→ **PROBLEM DETAILS**: Identify the lines in the data below that contain "None" and give only how many there are.

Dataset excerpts

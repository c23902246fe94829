//! Writing the output tables to disk.
//!
//! Directories are expected to exist; creating them is the caller's job.

use std::fs::File;
use std::io::{BufWriter, Write};
use std::path::{Path, PathBuf};

use polars::prelude::{CsvWriter, DataFrame, SerWriter};
use tracing::{debug, info};

use debt_model::{AnalysisResults, Composition, OutputLayout, ProcessedRow, TidyRecord};

use crate::error::{OutputError, Result};
use crate::frames::{
    by_debtor_frame, by_type_frame, debt_gdp_frame, decomposition_frame, flows_frame,
    growth_frame, processed_frame, tidy_frame,
};
use crate::summary::{render_summary, summary_json};

/// Writes `df` as CSV with a header row; nulls become empty cells.
pub fn write_frame(df: &mut DataFrame, path: &Path) -> Result<()> {
    let file = File::create(path).map_err(|source| OutputError::Io {
        path: path.to_path_buf(),
        source,
    })?;
    let mut writer = BufWriter::new(file);
    CsvWriter::new(&mut writer)
        .include_header(true)
        .finish(df)
        .map_err(|source| OutputError::Csv {
            path: path.to_path_buf(),
            source,
        })?;
    writer.flush().map_err(|source| OutputError::Io {
        path: path.to_path_buf(),
        source,
    })?;
    debug!(path = %path.display(), rows = df.height(), "table written");
    Ok(())
}

/// A file produced by one of the writers.
#[derive(Debug, Clone, PartialEq, Eq)]
pub struct WrittenFile {
    pub path: PathBuf,
    /// Data rows for tables, `None` for summary documents.
    pub rows: Option<usize>,
}

impl WrittenFile {
    fn table(path: PathBuf, rows: usize) -> Self {
        Self {
            path,
            rows: Some(rows),
        }
    }

    fn document(path: PathBuf) -> Self {
        Self { path, rows: None }
    }
}

fn write_text(path: &Path, contents: &str) -> Result<()> {
    std::fs::write(path, contents).map_err(|source| OutputError::Io {
        path: path.to_path_buf(),
        source,
    })
}

/// Writes the processed and tidy tables under `layout.processed_dir`.
pub fn write_processed_outputs(
    layout: &OutputLayout,
    processed: &[ProcessedRow],
    tidy: &[TidyRecord],
) -> Result<Vec<WrittenFile>> {
    let processed_path = layout.processed_table_path();
    write_frame(&mut processed_frame(processed)?, &processed_path)?;
    let tidy_path = layout.tidy_table_path();
    write_frame(&mut tidy_frame(tidy)?, &tidy_path)?;
    info!(
        processed = %processed_path.display(),
        tidy = %tidy_path.display(),
        "processed tables written"
    );
    Ok(vec![
        WrittenFile::table(processed_path, processed.len()),
        WrittenFile::table(tidy_path, tidy.len()),
    ])
}

/// Writes the analysis tables and both summary files under `layout.tables_dir`.
pub fn write_analysis_outputs(
    layout: &OutputLayout,
    results: &AnalysisResults,
) -> Result<Vec<WrittenFile>> {
    let mut outputs = Vec::new();
    if let Some(rows) = &results.decomposition {
        let path = layout.table_path("decomposition");
        write_frame(&mut decomposition_frame(rows)?, &path)?;
        outputs.push(WrittenFile::table(path, rows.len()));
    }
    let growth_path = layout.table_path("growth_rates");
    write_frame(&mut growth_frame(&results.growth_rates)?, &growth_path)?;
    outputs.push(WrittenFile::table(growth_path, results.growth_rates.len()));

    let ratio_path = layout.table_path("debt_gdp_ratio");
    write_frame(&mut debt_gdp_frame(&results.debt_gdp_ratio)?, &ratio_path)?;
    outputs.push(WrittenFile::table(
        ratio_path,
        results.debt_gdp_ratio.len(),
    ));

    let text_path = layout.summary_text_path();
    write_text(&text_path, &render_summary(results))?;
    outputs.push(WrittenFile::document(text_path));

    let json_path = layout.summary_json_path();
    let json = serde_json::to_string_pretty(&summary_json(results))?;
    write_text(&json_path, &json)?;
    outputs.push(WrittenFile::document(json_path));

    info!(files = outputs.len(), "analysis outputs written");
    Ok(outputs)
}

/// Writes the by-type, by-debtor and flow tables under `layout.tables_dir`.
pub fn write_composition_outputs(
    layout: &OutputLayout,
    composition: &Composition,
) -> Result<Vec<WrittenFile>> {
    let tables = [
        ("debt_by_type", by_type_frame(composition)?),
        ("debt_by_debtor", by_debtor_frame(composition)?),
        ("debt_flows", flows_frame(composition)?),
    ];
    let mut outputs = Vec::with_capacity(tables.len());
    for (name, mut df) in tables {
        let path = layout.table_path(name);
        write_frame(&mut df, &path)?;
        outputs.push(WrittenFile::table(path, df.height()));
    }
    info!(files = outputs.len(), "composition tables written");
    Ok(outputs)
}
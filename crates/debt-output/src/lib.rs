//! Output generation for external debt analysis.
//!
//! - **frames**: DataFrames with the published column labels
//! - **writer**: CSV tables under an [`OutputLayout`](debt_model::OutputLayout)
//! - **summary**: plain-text and JSON summaries of the stationarity test

pub mod error;
pub mod frames;
pub mod summary;
pub mod writer;

pub use error::{OutputError, Result};
pub use frames::{
    by_debtor_frame, by_type_frame, debt_gdp_frame, decomposition_frame, flows_frame,
    growth_frame, processed_frame, tidy_frame,
};
pub use summary::{SummaryDocument, render_summary, summary_json};
pub use writer::{
    WrittenFile, write_analysis_outputs, write_composition_outputs, write_frame,
    write_processed_outputs,
};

→ **YOUR SOLUTION**: 2